**To do**
Where the line containing "use thiserror::Error;" appears in the records below, begin there and write out each line exactly until the last one, and nothing more.

**Materials provided**
//! Error types for the UI endpoint.

use thiserror::Error;

#[derive(Error, Debug)]
pub enum Error {
    #[error(transparent)]
    Core(#[from] crosstalk_core::Error),

    #[cfg(feature = "webview")]
    #[error("Web-view JSON error: {0}")]
    Json(#[from] serde_json::Error),

    #[cfg(feature = "webview")]
    #[error("Web-view base64 error: {0}")]
    Base64(#[from] base64::DecodeError),

    #[error("Invalid parameter index: {0}")]
    InvalidParameter(i64),

    #[error("Control {0} is not bound to a parameter")]
    UnboundControl(i32),
}

impl Error {
    /// True if the message was only dropped because the queue was full.
    pub fn is_drop(&self) -> bool {
        matches!(self, Error::Core(e) if e.is_drop())
    }
}

pub type Result<T> = std::result::Result<T, Error>;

**Response to the task**
use thiserror::Error;

#[derive(Error, Debug)]
pub enum Error {
    #[error(transparent)]
    Core(#[from] crosstalk_core::Error),

    #[cfg(feature = "webview")]
    #[error("Web-view JSON error: {0}")]
    Json(#[from] serde_json::Error),

    #[cfg(feature = "webview")]
    #[error("Web-view base64 error: {0}")]
    Base64(#[from] base64::DecodeError),

    #[error("Invalid parameter index: {0}")]
    InvalidParameter(i64),

    #[error("Control {0} is not bound to a parameter")]
    UnboundControl(i32),
}

impl Error {
    /// True if the message was only dropped because the queue was full.
    pub fn is_drop(&self) -> bool {
        matches!(self, Error::Core(e) if e.is_drop())
    }
}

pub type Result<T> = std::result::Result<T, Error>;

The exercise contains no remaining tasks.